[Recorded information Boundary: Start]
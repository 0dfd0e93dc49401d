use std::time::Duration;

use animetoken_core::ApiError;

/// Freshness window for mint-job request signatures.
pub const MINT_FRESHNESS: Duration = Duration::from_secs(5 * 60);

/// Freshness window for wallet-linking, burn and collection-delete signatures.
/// These are user-paced flows, so the window is generous.
pub const LINK_FRESHNESS: Duration = Duration::from_secs(60 * 60);

/// Tolerated forward clock skew between client and server, in milliseconds.
pub const CLOCK_SKEW_MS: i64 = 30_000;

const LINK_PREFIX: &str = "I am linking this wallet ";
const LINK_MIDDLE: &str = " to my ANIME.TOKEN account.\n\nTimestamp: ";

/// Build the canonical wallet-linking message.
pub fn link_message(address: &str, timestamp_ms: i64) -> String {
    format!("{LINK_PREFIX}{address}{LINK_MIDDLE}{timestamp_ms}")
}

/// Parse a wallet-linking message back into `(address, timestamp_ms)`.
///
/// Returns `None` on any drift from the canonical template.
pub fn parse_link_message(message: &str) -> Option<(&str, i64)> {
    let rest = message.strip_prefix(LINK_PREFIX)?;
    let (address, ts) = rest.split_once(LINK_MIDDLE)?;
    if address.is_empty() || address.contains(char::is_whitespace) {
        return None;
    }
    let timestamp_ms: i64 = ts.parse().ok()?;
    Some((address, timestamp_ms))
}

/// Extract the trailing `Timestamp: <epoch_ms>` line from a signed message.
pub fn extract_timestamp(message: &str) -> Result<i64, ApiError> {
    message
        .lines()
        .rev()
        .find_map(|line| line.strip_prefix("Timestamp: "))
        .and_then(|ts| ts.trim().parse().ok())
        .ok_or_else(|| ApiError::Validation("message is missing a Timestamp line".into()))
}

/// Enforce the per-endpoint freshness window on a message timestamp.
///
/// Timestamps from the future beyond [`CLOCK_SKEW_MS`] are rejected the same
/// way as stale ones.
pub fn check_freshness(timestamp_ms: i64, now_ms: i64, window: Duration) -> Result<(), ApiError> {
    if timestamp_ms > now_ms + CLOCK_SKEW_MS {
        return Err(ApiError::ExpiredSignature);
    }
    let age_ms = now_ms.saturating_sub(timestamp_ms);
    if age_ms > window.as_millis() as i64 {
        return Err(ApiError::ExpiredSignature);
    }
    Ok(())
}

#[cfg(test)]
mod tests {
    use super::*;

    const ADDR: &str = "9xQeWvG816bUx9EPjHmaT23yvVM2ZWbrrpZb9PusVFin";

    #[test]
    fn link_message_round_trips() {
        let msg = link_message(ADDR, 1_700_000_000_000);
        let (address, ts) = parse_link_message(&msg).unwrap();
        assert_eq!(address, ADDR);
        assert_eq!(ts, 1_700_000_000_000);
    }

    #[test]
    fn link_message_rejects_template_drift() {
        assert!(parse_link_message("I am linking wallet x.\n\nTimestamp: 5").is_none());
        // Tampered address containing whitespace
        let msg = link_message("abc def", 5);
        assert!(parse_link_message(&msg).is_none());
        // Non-numeric timestamp
        assert!(parse_link_message(&format!("{LINK_PREFIX}{ADDR}{LINK_MIDDLE}soon")).is_none());
    }

    #[test]
    fn extracts_trailing_timestamp() {
        let msg = format!("Mint request for wallet {ADDR}\n\nTimestamp: 12345");
        assert_eq!(extract_timestamp(&msg).unwrap(), 12345);
    }

    #[test]
    fn missing_timestamp_is_validation_error() {
        let err = extract_timestamp("no timestamp here").unwrap_err();
        assert_eq!(err.code(), "validation_error");
    }

    #[test]
    fn fresh_timestamp_passes() {
        let now = 1_700_000_000_000;
        assert!(check_freshness(now - 60_000, now, MINT_FRESHNESS).is_ok());
    }

    #[test]
    fn stale_timestamp_is_expired() {
        let now = 1_700_000_000_000;
        let err = check_freshness(now - 6 * 60 * 1000, now, MINT_FRESHNESS).unwrap_err();
        assert_eq!(err.code(), "expired_signature");
    }

    #[test]
    fn future_timestamp_beyond_skew_is_expired() {
        let now = 1_700_000_000_000;
        assert!(check_freshness(now + CLOCK_SKEW_MS - 1, now, MINT_FRESHNESS).is_ok());
        let err = check_freshness(now + CLOCK_SKEW_MS + 1, now, MINT_FRESHNESS).unwrap_err();
        assert_eq!(err.code(), "expired_signature");
    }

    #[test]
    fn link_window_is_wider_than_mint_window() {
        let now = 1_700_000_000_000;
        let ts = now - 30 * 60 * 1000;
        assert!(check_freshness(ts, now, MINT_FRESHNESS).is_err());
        assert!(check_freshness(ts, now, LINK_FRESHNESS).is_ok());
    }
}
[Recorded information Boundary: End]
What needs to be done
Beginning at the opening line of the data, transcribe each line exactly until you reach the line with "and collection-delete signatures.", which you also include, and go no further.

Your response
repository 0dfd0e93dc49401d
use std::time::Duration;

use animetoken_core::ApiError;

/// Freshness window for mint-job request signatures.
pub const MINT_FRESHNESS: Duration = Duration::from_secs(5 * 60);

/// Freshness window for wallet-linking, burn and collection-delete signatures.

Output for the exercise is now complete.